Re: [Stdcxx Wiki] Update of "LocaleLookup" by MartinSebor

Posted by Martin Sebor <se...@roguewave.com>.
Travis Vitek wrote:
[...]
>> I think it might be simpler to keep things abstract but given my
>> specification above a simple query string would look like this:
>>
>>    "en_US.*    1\n"
>>    "zh_*.UTF-8 2\n"
>>    "zh_*.UTF-8 3\n"
>>    "zh_*.UTF-8 4\n"
>>
>> for the equivalent of:
>>
>>       locale == "en_US.*"    && MB_CUR_MAX == 1
>>    || locale == "zh_*.UTF-8" && MB_CUR_MAX == 2
>>    || locale == "zh_*.UTF-8" && MB_CUR_MAX == 3
>>    || locale == "zh_*.UTF-8" && MB_CUR_MAX == 4
>>
> 
> I'm totally confused. If we're going to write out each of the expansions,
> then why did I take the time to implement brace expansion?
> 
> I thought the idea was to allow us to select locales using a brace expanded
> query string. If we are explicitly writing out each of the names, then we
> wasted a bunch of time writing brace expansion code.

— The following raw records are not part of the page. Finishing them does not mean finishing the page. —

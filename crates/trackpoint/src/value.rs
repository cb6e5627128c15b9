//! Opaque property values.
//!
//! Caller-supplied `properties` and the `context` blob are never interpreted
//! by the pipeline. They are modeled as a small tagged union so that any
//! serializer can carry them; the event store happens to persist them as
//! JSON text.

use std::collections::BTreeMap;

use serde::{Deserialize, Serialize};

/// A key/value mapping of opaque values.
pub type Properties = BTreeMap<String, Value>;

/// A portable, self-describing value.
#[derive(Debug, Clone, PartialEq, Serialize, Deserialize, Default)]
#[serde(untagged)]
pub enum Value {
    /// Absence of a value.
    #[default]
    Null,
    /// A boolean.
    Bool(bool),
    /// A signed integer.
    Int(i64),
    /// A floating point number.
    Float(f64),
    /// A string.
    String(String),
    /// An ordered list of values.
    Array(Vec<Value>),
    /// A string-keyed map of values.
    Object(Properties),
}

impl Value {
    /// Build an object from `(key, value)` pairs.
    pub fn object<K, V, I>(entries: I) -> Self
    where
        K: Into<String>,
        V: Into<Value>,
        I: IntoIterator<Item = (K, V)>,
    {
        Self::Object(
            entries
                .into_iter()
                .map(|(k, v)| (k.into(), v.into()))
                .collect(),
        )
    }

    /// Returns `true` for [`Value::Null`].
    #[must_use]
    pub fn is_null(&self) -> bool {
        matches!(self, Self::Null)
    }

    /// Borrow the string if this is a [`Value::String`].
    #[must_use]
    pub fn as_str(&self) -> Option<&str> {
        match self {
            Self::String(s) => Some(s),
            _ => None,
        }
    }

    /// Return the integer if this is a [`Value::Int`].
    #[must_use]
    pub fn as_i64(&self) -> Option<i64> {
        match self {
            Self::Int(n) => Some(*n),
            _ => None,
        }
    }

    /// Return the number as a float for either numeric variant.
    #[must_use]
    #[allow(clippy::cast_precision_loss)]
    pub fn as_f64(&self) -> Option<f64> {
        match self {
            Self::Int(n) => Some(*n as f64),
            Self::Float(f) => Some(*f),
            _ => None,
        }
    }

    /// Return the boolean if this is a [`Value::Bool`].
    #[must_use]
    pub fn as_bool(&self) -> Option<bool> {
        match self {
            Self::Bool(b) => Some(*b),
            _ => None,
        }
    }

    /// Borrow the map if this is a [`Value::Object`].
    #[must_use]
    pub fn as_object(&self) -> Option<&Properties> {
        match self {
            Self::Object(map) => Some(map),
            _ => None,
        }
    }

    /// Look up a key in an object; `None` for other variants.
    #[must_use]
    pub fn get(&self, key: &str) -> Option<&Value> {
        self.as_object().and_then(|map| map.get(key))
    }
}

impl From<bool> for Value {
    fn from(b: bool) -> Self {
        Self::Bool(b)
    }
}

impl From<i64> for Value {
    fn from(n: i64) -> Self {
        Self::Int(n)
    }
}

impl From<i32> for Value {
    fn from(n: i32) -> Self {
        Self::Int(i64::from(n))
    }
}

impl From<u32> for Value {
    fn from(n: u32) -> Self {
        Self::Int(i64::from(n))
    }
}

impl From<u64> for Value {
    #[allow(clippy::cast_precision_loss)]
    fn from(n: u64) -> Self {
        i64::try_from(n).map_or(Self::Float(n as f64), Self::Int)
    }
}

impl From<usize> for Value {
    fn from(n: usize) -> Self {
        Self::from(n as u64)
    }
}

impl From<f64> for Value {
    fn from(f: f64) -> Self {
        Self::Float(f)
    }
}

impl From<&str> for Value {
    fn from(s: &str) -> Self {
        Self::String(s.to_string())
    }
}

impl From<String> for Value {
    fn from(s: String) -> Self {
        Self::String(s)
    }
}

impl<T: Into<Value>> From<Option<T>> for Value {
    fn from(opt: Option<T>) -> Self {
        opt.map_or(Self::Null, Into::into)
    }
}

impl<T: Into<Value>> From<Vec<T>> for Value {
    fn from(items: Vec<T>) -> Self {
        Self::Array(items.into_iter().map(Into::into).collect())
    }
}

impl From<Properties> for Value {
    fn from(map: Properties) -> Self {
        Self::Object(map)
    }
}
//! Device and traffic-source context.
//!
//! Everything here is a pure function of the [`ClientEnvironment`] and the
//! current [`PageContext`], recomputed for every event.

use reqwest::Url;
use serde::{Deserialize, Serialize};

use crate::value::Value;

/// Fallback for unrecognized OS and browser families.
pub const OTHER: &str = "Other";

/// Fallback traffic medium and source.
pub const DIRECT: &str = "direct";

/// Base used to resolve relative page URLs.
const RELATIVE_BASE: &str = "http://localhost/";

/// Width and height in CSS pixels.
#[derive(Debug, Clone, Copy, PartialEq, Eq, Serialize, Deserialize)]
pub struct Dimensions {
    /// Width in pixels.
    pub width: u32,
    /// Height in pixels.
    pub height: u32,
}

/// Static facts about the host the tracker runs in.
#[derive(Debug, Clone, Default, PartialEq, Eq)]
pub struct ClientEnvironment {
    /// Raw user-agent string.
    pub user_agent: String,
    /// Preferred locale, e.g. `en-US`.
    pub language: Option<String>,
    /// IANA timezone, e.g. `Europe/Berlin`.
    pub timezone: Option<String>,
    /// Physical screen size.
    pub screen: Option<Dimensions>,
    /// Visible viewport size.
    pub viewport: Option<Dimensions>,
}

impl ClientEnvironment {
    /// An environment with only a user agent.
    #[must_use]
    pub fn with_user_agent(user_agent: impl Into<String>) -> Self {
        Self {
            user_agent: user_agent.into(),
            ..Self::default()
        }
    }
}

/// The page an event fires on.
#[derive(Debug, Clone, PartialEq, Eq)]
pub struct PageContext {
    path: String,
    query: Option<String>,
    fragment: Option<String>,
    params: Vec<(String, String)>,
    /// Document title.
    pub title: Option<String>,
    /// Referring URL, if any.
    pub referrer: Option<String>,
}

impl Default for PageContext {
    fn default() -> Self {
        Self::new("/")
    }
}

impl PageContext {
    /// A page at `url`, which may be absolute or a path such as `/posts?utm_source=x`.
    ///
    /// Unparseable input resolves to the root path.
    #[must_use]
    pub fn new(url: &str) -> Self {
        let parsed = Url::parse(url).or_else(|_| Url::parse(RELATIVE_BASE).and_then(|b| b.join(url)));
        match parsed {
            Ok(url) => Self {
                path: url.path().to_string(),
                query: url.query().map(String::from),
                fragment: url.fragment().map(String::from),
                params: url.query_pairs().into_owned().collect(),
                title: None,
                referrer: None,
            },
            Err(_) => Self {
                path: "/".to_string(),
                query: None,
                fragment: None,
                params: Vec::new(),
                title: None,
                referrer: None,
            },
        }
    }

    /// Set the document title.
    #[must_use]
    pub fn with_title(mut self, title: impl Into<String>) -> Self {
        self.title = Some(title.into());
        self
    }

    /// Set the referrer. An empty referrer means none.
    #[must_use]
    pub fn with_referrer(mut self, referrer: impl Into<String>) -> Self {
        let referrer = referrer.into();
        self.referrer = (!referrer.is_empty()).then_some(referrer);
        self
    }

    /// The path component.
    #[must_use]
    pub fn path(&self) -> &str {
        &self.path
    }

    /// The query string including its leading `?`, or empty.
    #[must_use]
    pub fn search(&self) -> String {
        self.query.as_ref().map(|q| format!("?{q}")).unwrap_or_default()
    }

    /// The fragment including its leading `#`, or empty.
    #[must_use]
    pub fn hash(&self) -> String {
        self.fragment.as_ref().map(|f| format!("#{f}")).unwrap_or_default()
    }

    /// First non-empty value of a query parameter.
    #[must_use]
    pub fn query_param(&self, name: &str) -> Option<String> {
        self.params
            .iter()
            .find(|(key, value)| key == name && !value.is_empty())
            .map(|(_, value)| value.clone())
    }
}

/// Coarse device class.
#[derive(Debug, Clone, Copy, PartialEq, Eq, Serialize, Deserialize)]
#[serde(rename_all = "lowercase")]
pub enum DeviceType {
    /// Phones.
    Mobile,
    /// Tablets.
    Tablet,
    /// Everything else.
    Desktop,
}

impl DeviceType {
    /// The stored string form.
    #[must_use]
    pub fn as_str(self) -> &'static str {
        match self {
            Self::Mobile => "mobile",
            Self::Tablet => "tablet",
            Self::Desktop => "desktop",
        }
    }
}

/// Device description attached to every event.
#[derive(Debug, Clone, PartialEq, Eq, Serialize)]
pub struct DeviceInfo {
    /// Device class.
    #[serde(rename = "type")]
    pub device_type: DeviceType,
    /// Operating system family.
    pub os: &'static str,
    /// Browser family.
    pub browser: &'static str,
    /// Locale, if known.
    pub language: Option<String>,
}

/// The five standard campaign parameters.
#[derive(Debug, Clone, Default, PartialEq, Eq, Serialize)]
#[allow(missing_docs)]
pub struct UtmParams {
    pub utm_source: Option<String>,
    pub utm_medium: Option<String>,
    pub utm_campaign: Option<String>,
    pub utm_term: Option<String>,
    pub utm_content: Option<String>,
}

/// Attribution for the current page.
#[derive(Debug, Clone, PartialEq, Eq, Serialize)]
pub struct TrafficSource {
    /// `utm_medium`, else `direct`.
    pub medium: String,
    /// `utm_source`, else the referrer, else `direct`.
    pub source: String,
    /// `utm_campaign`, if present.
    pub campaign: Option<String>,
    /// Raw campaign parameters.
    pub utm: UtmParams,
}

/// Derives device and traffic context.
#[derive(Debug, Clone, Default)]
pub struct ContextEnricher {
    environment: ClientEnvironment,
}

impl ContextEnricher {
    /// Create an enricher for `environment`.
    #[must_use]
    pub fn new(environment: ClientEnvironment) -> Self {
        Self { environment }
    }

    /// The environment being described.
    #[must_use]
    pub fn environment(&self) -> &ClientEnvironment {
        &self.environment
    }

    /// Classify the device from the user agent.
    #[must_use]
    pub fn describe_device(&self) -> DeviceInfo {
        let ua = self.environment.user_agent.as_str();
        DeviceInfo {
            device_type: detect_device_type(ua),
            os: detect_os(ua),
            browser: detect_browser(ua),
            language: self.environment.language.clone(),
        }
    }

    /// Attribute the visit from the page's campaign parameters and referrer.
    #[must_use]
    pub fn describe_traffic_source(&self, page: &PageContext) -> TrafficSource {
        let utm = UtmParams {
            utm_source: page.query_param("utm_source"),
            utm_medium: page.query_param("utm_medium"),
            utm_campaign: page.query_param("utm_campaign"),
            utm_term: page.query_param("utm_term"),
            utm_content: page.query_param("utm_content"),
        };

        TrafficSource {
            medium: utm.utm_medium.clone().unwrap_or_else(|| DIRECT.to_string()),
            source: utm
                .utm_source
                .clone()
                .or_else(|| page.referrer.clone())
                .unwrap_or_else(|| DIRECT.to_string()),
            campaign: utm.utm_campaign.clone(),
            utm,
        }
    }

    /// The opaque `context` blob: raw user agent, screen and viewport, geo,
    /// device and traffic attribution.
    #[must_use]
    pub fn context_blob(&self, device: &DeviceInfo, traffic: &TrafficSource) -> Value {
        let env = &self.environment;
        let geo = Value::object([
            ("country", Value::Null),
            ("city", Value::Null),
            ("timezone", Value::from(env.timezone.clone())),
        ]);

        Value::object([
            ("user_agent", Value::from(env.user_agent.as_str())),
            ("screen", dimensions_value(env.screen)),
            ("viewport", dimensions_value(env.viewport)),
            ("geo", geo),
            ("device", to_value(device)),
            ("traffic_source", to_value(traffic)),
        ])
    }
}

fn dimensions_value(dims: Option<Dimensions>) -> Value {
    dims.map_or(Value::Null, |d| {
        Value::object([("width", d.width), ("height", d.height)])
    })
}

fn to_value<T: Serialize>(item: &T) -> Value {
    serde_json::to_value(item)
        .and_then(serde_json::from_value)
        .unwrap_or_default()
}

fn detect_device_type(ua: &str) -> DeviceType {
    let lower = ua.to_ascii_lowercase();
    let android = lower.contains("android");
    if lower.contains("ipad") || lower.contains("tablet") || (android && !lower.contains("mobile")) {
        DeviceType::Tablet
    } else if lower.contains("mobi") || android || lower.contains("iphone") || lower.contains("ipod") {
        DeviceType::Mobile
    } else {
        DeviceType::Desktop
    }
}

fn detect_os(ua: &str) -> &'static str {
    if ua.contains("Android") {
        "Android"
    } else if ["iPhone", "iPad", "iPod"].iter().any(|d| ua.contains(d)) {
        "iOS"
    } else if ua.contains("Windows") {
        "Windows"
    } else if ua.contains("Macintosh") || ua.contains("Mac OS X") {
        "macOS"
    } else if ua.contains("Linux") || ua.contains("X11") {
        "Linux"
    } else {
        OTHER
    }
}

fn detect_browser(ua: &str) -> &'static str {
    // order matters: Edge and Chrome UAs also claim Safari
    if ua.contains("Edg/") || ua.contains("Edge/") {
        "Edge"
    } else if ua.contains("Firefox") || ua.contains("FxiOS") {
        "Firefox"
    } else if ua.contains("Chrome") || ua.contains("CriOS") {
        "Chrome"
    } else if ua.contains("Safari") {
        "Safari"
    } else {
        OTHER
    }
}
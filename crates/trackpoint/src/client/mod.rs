//! The tracking client.
//!
//! An explicit service instance with injected storage and transport:
//!
//! - [`IdentityManager`] allocates visitor and session identifiers.
//! - [`ContextEnricher`] describes the device and traffic source.
//! - [`EventDispatcher`] assembles envelopes and hands them to a [`Transport`].
//! - [`AutoTracker`] turns pushed UI [`Interaction`]s into standard events.
//!
//! # Example
//!
//! ```
//! use std::sync::Arc;
//! use trackpoint::client::{
//!     ClientEnvironment, ContextEnricher, EventDispatcher, IdentityManager, PageContext,
//!     RecordingTransport, Transport,
//! };
//! use trackpoint::value::Properties;
//!
//! let transport = Arc::new(RecordingTransport::new());
//! let dispatcher = EventDispatcher::new(
//!     IdentityManager::in_memory(),
//!     ContextEnricher::new(ClientEnvironment::with_user_agent("Mozilla/5.0")),
//!     Arc::clone(&transport) as Arc<dyn Transport>,
//! );
//!
//! dispatcher.navigate(PageContext::new("/posts"));
//! dispatcher.emit("post_list_viewed", Properties::new(), None, None);
//! assert_eq!(transport.names(), vec!["post_list_viewed"]);
//! ```

pub mod autotrack;
pub mod context;
pub mod dispatcher;
pub mod element;
pub mod identity;

use std::sync::Arc;

pub use autotrack::{AutoTracker, FormField, Interaction, ScrollDepthTracker, TimeOnPage};
pub use context::{ClientEnvironment, ContextEnricher, DeviceInfo, DeviceType, Dimensions, PageContext, TrafficSource};
pub use dispatcher::{EventDispatcher, HttpTransport, RecordingTransport, Transport, UserResolver};
pub use element::{Element, ElementNode};
pub use identity::{FileStore, IdentityManager, KeyValueStore, MemoryStore, StoreError};

use crate::config::Config;

/// Identity backed by the configured identity file, with an in-memory session.
#[must_use]
pub fn identity_from_config(config: &Config) -> IdentityManager {
    IdentityManager::new(
        Arc::new(FileStore::new(config.identity_path())),
        Arc::new(MemoryStore::new()),
    )
}
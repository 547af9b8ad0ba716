pub mod auth;
pub mod cluster;
pub mod config;
pub mod error;
pub mod order_key;
pub mod reconcile;
pub mod registry;
pub mod reporter;
pub mod service;
pub mod store;
pub mod tasks;
pub mod types;

pub use error::{ConnectionError, DecodeError, TrackerError, TrackerResult};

Yes, the idea was/is to use brace expansion to provide alternation.
I'm not dismissing the idea, just observing that it doesn't neatly
fit into the grammar I outlined above in the absence of anything
else. Can you show your grammar and explain how it works so that
I can better understand what we're discussing?

> 
>> I'm not sure how you could use brace expressions here. Maybe it
>> should be the other way around (<SP> should be OR and <NL> AND).
>> But then the grep -e idea is out the window.
> 
> Well, if we're going down the road of rewriting this _again_

Usually design precedes implementation. If you opt to implement first
you need to be prepared to make changes based on flaws in your (or
anyone else's) ideas that you use to ground your implementation in.

> then how
> about using something like '&&' and '||', or even 'and' and 'or' for the
> logical operations and then '(' and ')' for grouping? Almost like the
> 'equivalent of' that you wrote above. Something that is readable by a
> C/C++ programmer or the average guy off of the street?

We discussed and rejected this syntax.

> 
> The truth is that not every guy knows grep,

Anyone who works with this aspect of stdcxx will need to know it.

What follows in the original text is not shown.